The short answer is yes. A resounding yes.

When people limit their work in progress, they make it possible to finish work. When people finish work, they feel a sense of accomplishment. That sense of accomplishment allows them to finish more work. (See The Progress Principle: Using Small Wins to Ignite Joy, Engagement, and Creativity at Work [AK11] for more specifics.)

When a team respects its WIP limits, it commits itself to addressing only the work it can. The members will work as a team to finish the work on its board. Creating and respecting WIP limits is a form of team commitment and agreement on how the team will work.

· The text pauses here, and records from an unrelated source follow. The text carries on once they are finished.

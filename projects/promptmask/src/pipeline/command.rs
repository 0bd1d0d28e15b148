use std::path::PathBuf;
use std::process::{Command, Stdio};

use crate::pipeline::{
    Stage, StageArgs, StageError, ARG_INPUT_DIR, ARG_OUTPUT_DIR, ARG_OUTPUT_FOLDER,
    ARG_OUTPUT_VIDEO, ARG_TEXT_PROMPT, ARG_VIDEO_PATH,
};

/// How many trailing stderr lines to keep as the failure detail.
const STDERR_TAIL_LINES: usize = 10;

/// A stage backed by an external script run through an interpreter.
/// Each named argument is passed as a `--flag value` pair.
pub struct CommandStage {
    id: &'static str,
    interpreter: PathBuf,
    script: PathBuf,
    /// Maps CLI flag name to the stage argument key holding its value.
    flags: &'static [(&'static str, &'static str)],
}

impl CommandStage {
    pub fn extraction(interpreter: PathBuf, scripts_dir: &std::path::Path) -> Self {
        Self {
            id: "extraction",
            interpreter,
            script: scripts_dir.join("segment.py"),
            flags: &[
                ("--video_path", ARG_VIDEO_PATH),
                ("--output_folder", ARG_OUTPUT_FOLDER),
            ],
        }
    }

    pub fn segmentation(interpreter: PathBuf, scripts_dir: &std::path::Path) -> Self {
        Self {
            id: "segmentation",
            interpreter,
            script: scripts_dir.join("mask.py"),
            flags: &[
                ("--input_dir", ARG_INPUT_DIR),
                ("--output_dir", ARG_OUTPUT_DIR),
                ("--text_prompt", ARG_TEXT_PROMPT),
            ],
        }
    }

    pub fn assembly(interpreter: PathBuf, scripts_dir: &std::path::Path) -> Self {
        Self {
            id: "assembly",
            interpreter,
            script: scripts_dir.join("joinMask.py"),
            flags: &[
                ("--input_dir", ARG_INPUT_DIR),
                ("--output_video", ARG_OUTPUT_VIDEO),
            ],
        }
    }
}

impl Stage for CommandStage {
    fn id(&self) -> &'static str {
        self.id
    }

    fn execute(&self, args: &StageArgs) -> Result<(), StageError> {
        let mut command = Command::new(&self.interpreter);
        command.arg(&self.script);
        for (flag, key) in self.flags {
            let value = args.get(key).ok_or_else(|| StageError::Execution {
                stage: self.id,
                detail: format!("missing argument '{key}'"),
            })?;
            command.arg(flag).arg(value);
        }

        tracing::info!("Running {} stage: {:?}", self.id, command);

        let output = command
            .stdout(Stdio::piped())
            .stderr(Stdio::piped())
            .output()
            .map_err(|source| StageError::Launch {
                stage: self.id,
                source,
            })?;

        if !output.status.success() {
            let stderr = String::from_utf8_lossy(&output.stderr);
            return Err(StageError::Execution {
                stage: self.id,
                detail: failure_detail(output.status.code(), &stderr),
            });
        }

        Ok(())
    }
}

fn failure_detail(exit_code: Option<i32>, stderr: &str) -> String {
    let code = exit_code
        .map(|c| c.to_string())
        .unwrap_or_else(|| "signal".to_string());

    let lines: Vec<&str> = stderr.lines().collect();
    let tail_start = lines.len().saturating_sub(STDERR_TAIL_LINES);
    let tail = lines[tail_start..].join("\n");

    if tail.trim().is_empty() {
        format!("exited with status {code}")
    } else {
        format!("exited with status {code}: {tail}")
    }
}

One of the reasons I suggest you Start with a Paper Board, is that paper has natural WIP limits. If you can’t fit any more paper on the board, the team has its WIP limits.

For example, if your team has interruptions from support, you might need an Urgent queue on your board. The board in the image has one urgent item. That means that, depending on the agreement with the people who put items in the Urgent queue, the team might stop working on one of the items it’s working on now and have more WIP. The additional WIP is the work the team stops plus the new work.

images/visualize/possible.kanban.urgent.png

Every team has a different meaning for “Urgent.” Some teams use Urgent as “Stop what you’re doing right now and start this.” Some teams use Urgent as “Take this next.” If you use an Urgent queue, decide if the team can override WIP limits to take on new work. Almost any decisions your team makes are fine, as long as it makes a decision about what Urgent means and if and when the team can override its WIP limits.

If you do use an Urgent queue, consider defining response time in the working-agreements part of chartering the team. See Ask the Team to Develop Working Agreements.